Quelques mètres devant, deux jeunes femmes bien emmitouflées marchent sur les voies du tram. L'une commence tout juste sa carrière en tant qu'intermittente. « C'est précaire, encore plus cette première année car je n'ai pas encore d'indemnité », indique Sophie, 26 ans. « Dans les métiers techniques comme le mien, l'espérance de vie est à 64 ans. Alors, la retraite... » Son amie, âgée de 24 ans, est enregistrée à l'Urssaf comme artiste-auteur. « Les plasticiens, on n'a pas de statut intermittent, et comme indépendante je ne cotise pas au chômage ni à la retraite. Je n'ai aucune protection ; c'est juste impossible de vivre en tant qu'artiste. Il reste les subventions publiques, mais ça porte toujours sur des projets artistiques liés à la promotion de la ville, ce genre de choses... »

« Ça fait très longtemps que je n'avais pas vu un cortège avec autant de monde », admet Michel Szempruch, animateur du Collectif des syndicats spectacles et culture de la CGT Isère. « Il y a des gens qu'on ne connaît pas, ils sont sûrement là pour la première fois. » Il y a quelques années, ce réalisateur de profession a reçu ses premiers courriers retraites, lui indiquant qu'il pourrait prétendre à une pension de 900€. « Et je vais devoir travailler jusqu'à 67 ans pour atteindre les 43 annuités », indique-t-il.
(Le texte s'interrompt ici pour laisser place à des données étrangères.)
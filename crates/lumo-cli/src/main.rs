//! lumo CLI - render the built-in demo scene to an image file.

use std::path::{Path, PathBuf};

use anyhow::{bail, Context, Result};
use clap::{Parser, Subcommand};

use lumo::{
    deg2rad, object_color, pov_shader, Camera, ColorField, Light, PerspectiveCamera, Pigment,
    PixelBuffer, Point3, Scene, SharedPigment, TransformOp,
};

#[derive(Parser)]
#[command(name = "lumo")]
#[command(about = "Geometric ray tracer", long_about = None)]
struct Cli {
    #[command(subcommand)]
    command: Commands,
}

#[derive(Subcommand)]
enum Commands {
    /// Render the demo scene to an image (format from extension: .png, .ppm)
    Render {
        /// Image width in pixels
        #[arg(long, default_value_t = 960)]
        width: u32,
        /// Image height in pixels
        #[arg(long, default_value_t = 540)]
        height: u32,
        /// Horizontal field of view in degrees
        #[arg(long, default_value_t = 40.0)]
        fov: f64,
        /// Output file
        #[arg(short, long, default_value = "image.png")]
        output: PathBuf,
    },
    /// Render a turntable animation of the demo scene as numbered PNGs
    Animate {
        /// Number of frames over one full revolution
        #[arg(long, default_value_t = 36)]
        frames: u32,
        /// Image width in pixels
        #[arg(long, default_value_t = 480)]
        width: u32,
        /// Image height in pixels
        #[arg(long, default_value_t = 270)]
        height: u32,
        /// Output directory
        #[arg(short, long, default_value = "frames")]
        output: PathBuf,
    },
}

fn main() -> Result<()> {
    let cli = Cli::parse();

    match cli.command {
        Commands::Render {
            width,
            height,
            fov,
            output,
        } => {
            let mut scene = demo_scene(width, height, fov);
            let mut image: PixelBuffer<u8> = PixelBuffer::new(width, height);
            scene.render(&mut image)?;
            write_image(&output, width, height, image.as_slice())?;
            println!("wrote {}", output.display());
        }
        Commands::Animate {
            frames,
            width,
            height,
            output,
        } => {
            if frames == 0 {
                bail!("frame count must be positive");
            }
            std::fs::create_dir_all(&output)
                .with_context(|| format!("creating {}", output.display()))?;
            let mut scene = demo_scene(width, height, 40.0);
            let spin = scene.rotate_z(0.0);
            for frame in 0..frames {
                let angle = 360.0 * f64::from(frame) / f64::from(frames);
                spin.set(TransformOp::RotateZ(deg2rad(angle)));
                let mut image: PixelBuffer<u8> = PixelBuffer::new(width, height);
                scene.render(&mut image)?;
                let path = output.join(format!("frame_{frame:04}.png"));
                write_image(&path, width, height, image.as_slice())?;
            }
            println!("wrote {frames} frames to {}", output.display());
        }
    }

    Ok(())
}

fn constant(r: f64, g: f64, b: f64) -> SharedPigment {
    Pigment::new(ColorField::Constant(object_color(r, g, b, 0.0, 0.0))).into_shared()
}

/// Three spheres down the +x axis: a red unit sphere, a green squashed
/// one beside it, and a blue one above, lit from behind the camera's
/// left shoulder.
fn demo_scene(width: u32, height: u32, fov: f64) -> Scene {
    let mut scene = Scene::new();

    let red = scene.graph_mut().add_sphere();
    scene.graph_mut().translate(red, 5.0, 0.0, 0.0);
    scene.graph_mut().set_pigment(red, constant(1.0, 0.0, 0.0));
    scene.add_object(red);

    let green = scene.graph_mut().add_sphere();
    scene.graph_mut().scale(green, 0.5, 0.5, 1.0);
    scene.graph_mut().translate(green, 5.0, 2.0, 0.0);
    scene.graph_mut().set_pigment(green, constant(0.0, 1.0, 0.0));
    scene.add_object(green);

    let blue = scene.graph_mut().add_sphere();
    scene.graph_mut().translate(blue, 5.0, 0.0, 2.0);
    scene.graph_mut().set_pigment(blue, constant(0.0, 0.0, 1.0));
    scene.add_object(blue);

    scene.add_light(Light::white(Point3::new(-2.0, -5.0, 4.0)));

    let mut camera = PerspectiveCamera::with_fov(width, height, fov);
    camera
        .chain_mut()
        .location_lookat(Point3::new(-1.0, 0.0, 1.0), Point3::new(5.0, 0.5, 1.0));
    scene.set_camera(Box::new(camera));
    scene.set_shader(Box::new(pov_shader()));
    scene
}

fn write_image(path: &Path, width: u32, height: u32, rgb: &[u8]) -> Result<()> {
    match path.extension().and_then(|e| e.to_str()) {
        Some("ppm") => write_ppm(path, width, height, rgb),
        Some("png") => {
            let buf = image::RgbImage::from_raw(width, height, rgb.to_vec())
                .context("pixel buffer size mismatch")?;
            buf.save(path)
                .with_context(|| format!("writing {}", path.display()))
        }
        _ => bail!("unsupported output format: {}", path.display()),
    }
}

/// Binary PPM (P6), the no-dependency format the demo originally used.
fn write_ppm(path: &Path, width: u32, height: u32, rgb: &[u8]) -> Result<()> {
    use std::io::Write;
    let file =
        std::fs::File::create(path).with_context(|| format!("creating {}", path.display()))?;
    let mut out = std::io::BufWriter::new(file);
    write!(out, "P6\n{width} {height}\n255\n")?;
    out.write_all(rgb)?;
    Ok(())
}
Aujourd'hui, il gagne en moyenne 2000€ par mois, après cinq ans d'études, et un début dans la vie active en pointillés. « J'adore mon métier, je suis passionné. Mais à 59 ans, je fatigue. Beaucoup seront bien pires que moi. Le minimum à 1200€, ça ne concerne en réalité que très peu de personnes, parce qu'il faut avoir été au Smic toute sa vie et avoir fait une carrière complète. Or on sait que les femmes, les précaires ou les intermittents ont forcément des carrières hachées. » Et de rappeler que « le seuil de pauvreté en France, c'est 1138€... L'enjeu de cette mobilisation, ce n'est pas que les retraites. »

Les professions de la culture, et notamment les intermittents, sont sur les dents depuis la réforme de l'assurance chômage, dont ils ont, à force de contestation, obtenu d'être exclus. Mais Michel Szempruch n'y croit pas trop sur le long terme : « Le gouvernement veut la fin des régimes spéciaux. Donc notre tour va venir, on le sait. Si la réforme des retraites passe, il va se sentir très fort, et on arrivera à la remise en question de l'intermittence, qui coûte cher. »

Ça tire de tous les côtés. La culture devient moins essentielle aux yeux de ceux qui dirigent, donc de la société.

"Non, les artistes ne créent pas mieux dans la misère", est-il écrit sur la pancarte que nous montre Patrick, 74 ans, retraité depuis douze ans. « Je continue de travailler, mais pour le fun », lâche-t-il sous son chapeau traveller. Comédien et metteur en scène, il a passé la majeure partie de sa carrière sous le régime de l'intermittence. « Si je n'avais pas eu une première vie professionnelle (dans la recherche, NDLR), je n'aurais que la moitié de ce que je perçois actuellement. Notre secteur est déjà très précarisé... Je ne vais pas dire qu'on est moins bien lotis que les mecs qui nettoient les bateaux dans les cales, mais ce n'est pas pour autant que les jeunes doivent crever la dalle. »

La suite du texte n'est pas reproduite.